Aim of the task
Set every record down again, exactly and completely.

Stored items
--------

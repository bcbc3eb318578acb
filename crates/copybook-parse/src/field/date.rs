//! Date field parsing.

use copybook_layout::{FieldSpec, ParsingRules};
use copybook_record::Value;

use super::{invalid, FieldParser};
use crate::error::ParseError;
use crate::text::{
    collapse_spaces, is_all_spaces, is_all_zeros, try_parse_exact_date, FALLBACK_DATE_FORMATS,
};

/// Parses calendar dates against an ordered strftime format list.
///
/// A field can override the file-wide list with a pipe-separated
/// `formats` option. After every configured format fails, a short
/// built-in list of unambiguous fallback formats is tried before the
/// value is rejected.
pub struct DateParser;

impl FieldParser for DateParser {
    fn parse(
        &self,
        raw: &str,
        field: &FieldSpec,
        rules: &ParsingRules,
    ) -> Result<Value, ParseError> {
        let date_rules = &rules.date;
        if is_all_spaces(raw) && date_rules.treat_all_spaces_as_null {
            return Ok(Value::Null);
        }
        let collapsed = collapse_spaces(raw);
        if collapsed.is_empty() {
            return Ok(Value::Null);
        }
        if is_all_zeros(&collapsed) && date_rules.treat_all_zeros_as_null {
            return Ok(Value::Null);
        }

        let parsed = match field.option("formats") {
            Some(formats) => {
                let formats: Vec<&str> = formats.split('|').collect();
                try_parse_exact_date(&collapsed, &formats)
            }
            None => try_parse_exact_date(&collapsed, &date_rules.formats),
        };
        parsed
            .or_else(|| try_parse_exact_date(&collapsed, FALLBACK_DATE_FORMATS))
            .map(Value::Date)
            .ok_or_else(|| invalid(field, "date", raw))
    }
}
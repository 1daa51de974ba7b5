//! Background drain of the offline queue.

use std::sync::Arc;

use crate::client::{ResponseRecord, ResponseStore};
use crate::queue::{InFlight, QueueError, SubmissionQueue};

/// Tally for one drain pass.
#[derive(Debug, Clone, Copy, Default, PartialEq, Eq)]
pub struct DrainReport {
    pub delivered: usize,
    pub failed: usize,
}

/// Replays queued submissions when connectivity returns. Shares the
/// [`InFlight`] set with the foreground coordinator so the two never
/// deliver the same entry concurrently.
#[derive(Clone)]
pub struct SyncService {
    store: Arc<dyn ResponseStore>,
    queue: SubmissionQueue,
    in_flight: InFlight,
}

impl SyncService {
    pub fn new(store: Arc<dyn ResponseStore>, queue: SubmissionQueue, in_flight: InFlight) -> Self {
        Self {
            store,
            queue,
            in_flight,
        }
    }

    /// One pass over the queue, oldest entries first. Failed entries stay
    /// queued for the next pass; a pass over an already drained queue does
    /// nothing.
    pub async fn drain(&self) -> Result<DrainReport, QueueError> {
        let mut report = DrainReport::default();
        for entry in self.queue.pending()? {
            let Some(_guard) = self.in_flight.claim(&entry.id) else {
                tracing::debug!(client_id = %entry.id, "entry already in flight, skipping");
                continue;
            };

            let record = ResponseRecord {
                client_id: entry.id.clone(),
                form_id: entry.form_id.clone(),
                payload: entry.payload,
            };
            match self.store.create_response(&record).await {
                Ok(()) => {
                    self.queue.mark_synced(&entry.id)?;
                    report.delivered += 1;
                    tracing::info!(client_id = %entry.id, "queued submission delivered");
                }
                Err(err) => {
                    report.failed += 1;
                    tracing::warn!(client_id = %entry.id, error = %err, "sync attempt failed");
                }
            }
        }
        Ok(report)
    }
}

--------

Answer for this exercise
repository bcbc3eb318578acb
filename crates/copybook-parse/src/field/date.rs
//! Date field parsing.

use copybook_layout::{FieldSpec, ParsingRules};
use copybook_record::Value;

use super::{invalid, FieldParser};
use crate::error::ParseError;
use crate::text::{
    collapse_spaces, is_all_spaces, is_all_zeros, try_parse_exact_date, FALLBACK_DATE_FORMATS,
};

/// Parses calendar dates against an ordered strftime format list.
///
/// A field can override the file-wide list with a pipe-separated
/// `formats` option. After every configured format fails, a short
/// built-in list of unambiguous fallback formats is tried before the
/// value is rejected.
pub struct DateParser;

impl FieldParser for DateParser {
    fn parse(
        &self,
        raw: &str,
        field: &FieldSpec,
        rules: &ParsingRules,
    ) -> Result<Value, ParseError> {
        let date_rules = &rules.date;
        if is_all_spaces(raw) && date_rules.treat_all_spaces_as_null {
            return Ok(Value::Null);
        }
        let collapsed = collapse_spaces(raw);
        if collapsed.is_empty() {
            return Ok(Value::Null);
        }
        if is_all_zeros(&collapsed) && date_rules.treat_all_zeros_as_null {
            return Ok(Value::Null);
        }

        let parsed = match field.option("formats") {
            Some(formats) => {
                let formats: Vec<&str> = formats.split('|').collect();
                try_parse_exact_date(&collapsed, &formats)
            }
            None => try_parse_exact_date(&collapsed, &date_rules.formats),
        };
        parsed
            .or_else(|| try_parse_exact_date(&collapsed, FALLBACK_DATE_FORMATS))
            .map(Value::Date)
            .ok_or_else(|| invalid(field, "date", raw))
    }
}
repository 1daa51de974ba7b5
//! Background drain of the offline queue.

use std::sync::Arc;

use crate::client::{ResponseRecord, ResponseStore};
use crate::queue::{InFlight, QueueError, SubmissionQueue};

/// Tally for one drain pass.
#[derive(Debug, Clone, Copy, Default, PartialEq, Eq)]
pub struct DrainReport {
    pub delivered: usize,
    pub failed: usize,
}

/// Replays queued submissions when connectivity returns. Shares the
/// [`InFlight`] set with the foreground coordinator so the two never
/// deliver the same entry concurrently.
#[derive(Clone)]
pub struct SyncService {
    store: Arc<dyn ResponseStore>,
    queue: SubmissionQueue,
    in_flight: InFlight,
}

impl SyncService {
    pub fn new(store: Arc<dyn ResponseStore>, queue: SubmissionQueue, in_flight: InFlight) -> Self {
        Self {
            store,
            queue,
            in_flight,
        }
    }

    /// One pass over the queue, oldest entries first. Failed entries stay
    /// queued for the next pass; a pass over an already drained queue does
    /// nothing.
    pub async fn drain(&self) -> Result<DrainReport, QueueError> {
        let mut report = DrainReport::default();
        for entry in self.queue.pending()? {
            let Some(_guard) = self.in_flight.claim(&entry.id) else {
                tracing::debug!(client_id = %entry.id, "entry already in flight, skipping");
                continue;
            };

            let record = ResponseRecord {
                client_id: entry.id.clone(),
                form_id: entry.form_id.clone(),
                payload: entry.payload,
            };
            match self.store.create_response(&record).await {
                Ok(()) => {
                    self.queue.mark_synced(&entry.id)?;
                    report.delivered += 1;
                    tracing::info!(client_id = %entry.id, "queued submission delivered");
                }
                Err(err) => {
                    report.failed += 1;
                    tracing::warn!(client_id = %entry.id, error = %err, "sync attempt failed");
                }
            }
        }
        Ok(report)
    }
}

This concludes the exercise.